Manifeste contre l'antisémitisme : le grand rabbin de France était "réticent" à une "compétition des risques" entre juifs et musulmans
Haïm Korsia, grand rabbin de France, a signé le texte, même si "tel ou tel ou mot" ne convenait pas a-t-il expliqué lundi sur franceinfo.
Le manifeste "contre le nouvel antisémitisme" publié dimanche dans le journal Le Parisien continue de faire débat. Les auteurs de cette tribune estiment que ce nouvel antisémitisme serait alimenté par la radicalisation islamiste. Haïm Korsia, grand rabbin de France, a signé le texte, même si "tel ou tel ou mot" ne convenait pas a-t-il déclaré lundi 23 avril sur franceinfo. Mais "il y avait l'intérêt de pousser un cri d'alerte, un cri d'alarme" a-t-il ajouté : il y a des mots qui sont "difficiles à entendre, difficiles à admettre, mais ils sont tragiquement vrais".
franceinfo : Dans ce manifeste, écrit par Philippe Val, ancien directeur notamment de Charlie Hebdo, et signé par 300 personnalités, il y a cette phrase "les Français juifs ont 25 fois plus de risque d'être agressés que leurs concitoyens musulmans", vous n'étiez pas vraiment d'accord avec elle ?
Haïm Korsia : Que ce soit factuellement vrai, c'est une chose. Quand on vous propose un texte il y a toujours des choses qui ne vous conviennent pas. J'avais tiqué sur deux principes : le premier, effectivement, une sorte de comparaison des risques inhérents au fait d'être juif et ceux inhérents au fait d'être musulman. À la limite on compare par rapport à l'ensemble de la population, ça me paraît cohérent. J'étais plus réticent avec le fait qu'il y ait une sorte de compétition : qui a le plus de risques ? La réalité tragique c'est qu'il y a un risque énorme que la grande partie des actes contre quelqu'un pour sa foi, sa religion, sa couleur de peau, touche les juifs. Malheureusement il y a eu des morts. La deuxième chose, c'est que je trouvais inconcevable de sommer les musulmans de transformer le Coran. J'ai poussé pour qu'on parle de contextualisation, d'interprétation plutôt que d'abrogation de tel ou tel verset. Là le mot a été changé.

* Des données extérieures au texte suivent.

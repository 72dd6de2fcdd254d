//! `tracing_subscriber` layer that forwards events through a [`LogBridge`].

use std::borrow::Cow;
use std::fmt;

use opentelemetry::logs::{Logger, LoggerProvider};
use opentelemetry_sdk::logs::SdkLogger;
use serde_json::{Map, Number, Value};
use tracing::field::{Field, Visit};
use tracing::{Event, Subscriber};
use tracing_subscriber::Layer;
use tracing_subscriber::layer::Context;

use super::{FieldPayload, LogBridge, LogEvent, SourceLevel};
use crate::global;

const MESSAGE_FIELD: &str = "message";

/// Forwards every `tracing` event to an OpenTelemetry logger.
///
/// The original event still reaches every other layer unchanged.
#[derive(Debug)]
pub struct OtelLogLayer<L = SdkLogger> {
    bridge: LogBridge<L>,
}

impl OtelLogLayer<SdkLogger> {
    /// Build a layer over the process-wide log provider, if one is registered.
    pub fn from_global() -> Option<Self> {
        global::logger_provider().map(|provider| Self::new(&provider))
    }
}

impl<L: Logger> OtelLogLayer<L> {
    pub fn new<P>(provider: &P) -> Self
    where
        P: LoggerProvider<Logger = L>,
    {
        Self::from_bridge(LogBridge::new(provider))
    }

    pub fn from_bridge(bridge: LogBridge<L>) -> Self {
        Self { bridge }
    }

    pub fn with_min_level(self, level: SourceLevel) -> Self {
        Self::from_bridge(self.bridge.with_min_level(level))
    }

    pub fn bridge(&self) -> &LogBridge<L> {
        &self.bridge
    }
}

impl<S, L> Layer<S> for OtelLogLayer<L>
where
    S: Subscriber,
    L: Logger + Send + Sync + 'static,
{
    fn on_event(&self, event: &Event<'_>, _ctx: Context<'_, S>) {
        let metadata = event.metadata();
        let level = SourceLevel::from(metadata.level());

        if !self.bridge.enabled(&level, metadata.target()) {
            return;
        }

        let mut visitor = FieldVisitor::default();
        event.record(&mut visitor);

        self.bridge.emit(LogEvent {
            level,
            target: Cow::Borrowed(metadata.target()),
            message: visitor.message.unwrap_or_default(),
            fields: FieldPayload::Structured(visitor.fields),
            context: opentelemetry::Context::current(),
        });
    }
}

/// Collects event fields into a JSON map, keeping their recorded types.
///
/// `tracing` hands `?value` and `%value` fields to the same
/// [`record_debug`](Visit::record_debug) callback, so the two cannot be told
/// apart here: a Display rendering that parses as a JSON array is flattened
/// like a debug-recorded sequence. Plain string fields go through
/// `record_str` and are always kept as one string.
#[derive(Default)]
struct FieldVisitor {
    message: Option<String>,
    fields: Map<String, Value>,
}

impl FieldVisitor {
    fn insert(&mut self, field: &Field, value: Value) {
        self.fields.insert(field.name().to_string(), value);
    }
}

impl Visit for FieldVisitor {
    fn record_f64(&mut self, field: &Field, value: f64) {
        let value = Number::from_f64(value)
            .map(Value::Number)
            .unwrap_or_else(|| Value::String(value.to_string()));
        self.insert(field, value);
    }

    fn record_i64(&mut self, field: &Field, value: i64) {
        self.insert(field, Value::from(value));
    }

    fn record_u64(&mut self, field: &Field, value: u64) {
        self.insert(field, Value::from(value));
    }

    fn record_bool(&mut self, field: &Field, value: bool) {
        self.insert(field, Value::Bool(value));
    }

    fn record_str(&mut self, field: &Field, value: &str) {
        if field.name() == MESSAGE_FIELD {
            self.message = Some(value.to_string());
        } else {
            self.insert(field, Value::String(value.to_string()));
        }
    }

    fn record_error(&mut self, field: &Field, value: &(dyn std::error::Error + 'static)) {
        self.insert(field, Value::String(value.to_string()));
    }

    fn record_debug(&mut self, field: &Field, value: &dyn fmt::Debug) {
        let rendered = format!("{:?}", value);

        if field.name() == MESSAGE_FIELD {
            self.message = Some(rendered);
            return;
        }

        // Sequences render as JSON arrays and are flattened downstream.
        let value = match serde_json::from_str::<Value>(&rendered) {
            Ok(array @ Value::Array(_)) => array,
            _ => Value::String(rendered),
        };
        self.insert(field, value);
    }
}

#[cfg(test)]
mod tests {
    use super::*;
    use opentelemetry::logs::{AnyValue, Severity};
    use opentelemetry_sdk::logs::{InMemoryLogExporter, SdkLogRecord, SdkLoggerProvider};
    use tracing::{debug, error, info, trace, warn};
    use tracing_subscriber::prelude::*;

    fn capture<F: FnOnce()>(layer_min: SourceLevel, f: F) -> Vec<SdkLogRecord> {
        let exporter = InMemoryLogExporter::default();
        let provider = SdkLoggerProvider::builder()
            .with_simple_exporter(exporter.clone())
            .build();

        let subscriber = tracing_subscriber::registry()
            .with(OtelLogLayer::new(&provider).with_min_level(layer_min));
        tracing::subscriber::with_default(subscriber, f);

        exporter
            .get_emitted_logs()
            .unwrap()
            .into_iter()
            .map(|log| log.record)
            .collect()
    }

    fn attribute(record: &SdkLogRecord, key: &str) -> Vec<AnyValue> {
        record
            .attributes_iter()
            .filter(|(k, _)| k.as_str() == key)
            .map(|(_, v)| v.clone())
            .collect()
    }

    #[test]
    fn test_event_becomes_record() {
        let records = capture(SourceLevel::Trace, || {
            info!(user = "ada", retries = 3_i64, ratio = 0.5, ok = true, "login {}", "done");
        });

        assert_eq!(records.len(), 1);
        let record = &records[0];
        assert_eq!(record.body(), Some(&AnyValue::from("login done")));
        assert_eq!(record.severity_number(), Some(Severity::Info));
        assert_eq!(record.severity_text(), Some("info"));
        assert_eq!(attribute(record, "user"), vec![AnyValue::from("ada")]);
        assert_eq!(attribute(record, "retries"), vec![AnyValue::Int(3)]);
        assert_eq!(attribute(record, "ratio"), vec![AnyValue::Double(0.5)]);
        assert_eq!(attribute(record, "ok"), vec![AnyValue::Boolean(true)]);
    }

    #[test]
    fn test_whole_float_field_recovered_as_int() {
        let records = capture(SourceLevel::Trace, || {
            warn!(latency = 42.0, jitter = 42.5, "slow");
        });

        assert_eq!(attribute(&records[0], "latency"), vec![AnyValue::Int(42)]);
        assert_eq!(
            attribute(&records[0], "jitter"),
            vec![AnyValue::Double(42.5)]
        );
    }

    #[test]
    fn test_debug_sequence_is_flattened() {
        let records = capture(SourceLevel::Trace, || {
            error!(ids = ?vec![1, 2, 3], name = ?"plain", "batch failed");
        });

        assert_eq!(
            attribute(&records[0], "ids"),
            vec![AnyValue::Int(1), AnyValue::Int(2), AnyValue::Int(3)]
        );
        assert_eq!(
            attribute(&records[0], "name"),
            vec![AnyValue::from("\"plain\"")]
        );
    }

    #[test]
    fn test_array_like_text_fields() {
        let records = capture(SourceLevel::Trace, || {
            info!(range = "[0, 10]", shown = %"[0, 10]", "query");
        });

        assert_eq!(
            attribute(&records[0], "range"),
            vec![AnyValue::from("[0, 10]")]
        );
        // Display fields share the debug path.
        assert_eq!(
            attribute(&records[0], "shown"),
            vec![AnyValue::Int(0), AnyValue::Int(10)]
        );
    }

    #[test]
    fn test_trace_level_has_no_severity_number() {
        let records = capture(SourceLevel::Trace, || {
            trace!("very fine");
        });

        assert_eq!(records.len(), 1);
        assert_eq!(records[0].severity_number(), None);
        assert_eq!(records[0].severity_text(), Some("trace"));
    }

    #[test]
    fn test_min_level_and_suppressed_targets() {
        let records = capture(SourceLevel::Info, || {
            debug!("dropped");
            info!(target: "hyper::client", "dropped too");
            info!("kept");
        });

        assert_eq!(records.len(), 1);
        assert_eq!(records[0].body(), Some(&AnyValue::from("kept")));
    }

    #[test]
    fn test_records_follow_call_order() {
        let records = capture(SourceLevel::Trace, || {
            for i in 0..5_i64 {
                info!(seq = i, "tick");
            }
        });

        let seqs: Vec<AnyValue> = records
            .iter()
            .flat_map(|r| attribute(r, "seq"))
            .collect();
        assert_eq!(seqs, (0..5).map(AnyValue::Int).collect::<Vec<_>>());
    }
}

Vous avez accepté de signer cet appel même si vous étiez réticent sur certains passages ?
C'est le principe quand vous arrivez sur un texte comme celui-ci. Il faut en garder l'esprit, même si tel ou tel mot ne vous convient pas, sinon on n'arrivera pas jamais à sortir un texte commun. Il y avait l'intérêt de pousser un cri d'alerte, un cri d'alarme. Et quand vous poussez un cri par nature, vous bousculez les choses. Ça bouscule ce qu'on croit et ce qu'on aimerait croire et ce qu'on aimerait espérer. Ce débat autour de la réalité d'un fait est intéressant parce qu'il va obliger la société à réfléchir sur une forme d'abandon, d'indifférence qui a consisté à dire qu'il ne se passe rien alors que c'est faux de dire qu'il ne se passe rien. Il y a un livre qui est sorti en 2002 qui s'intitulait, "Les territoires perdus de la République" qui a décrit ce qui se passe aujourd'hui et on n'a rien fait. Il est nécessaire de pousser un cri d'alarme, même si les mots peuvent être difficiles à accepter, difficiles à entendre, difficiles à admettre, mais ils sont tragiquement vrais.
Quelle peut être l'utilité de cette tribune pour lutter contre l'antisémitisme et contre l'islamophobie ?
Je pense qu'aucun racisme quel qu'il soit n'est acceptable, ni contre les juifs, ni contre les musulmans, ni contre les homosexuels, ni contre les femmes ni contre personne. Le racisme, c'est dénier l'espérance de vivre en commun, de construire un destin commun. On avait le sentiment que c'était considéré comme quasiment normal comme si c'était une sorte de tribu à payer à la modernité. On s'est dit tant qu'il n'y a pas de morts ça va, mais il y a eu des morts, il y a eu Ilan Halimi, il y a eu cette litanie insupportable de noms à rappeler, jusqu'à Mireille Knoll récemment. Il y a toujours ce sentiment de crainte.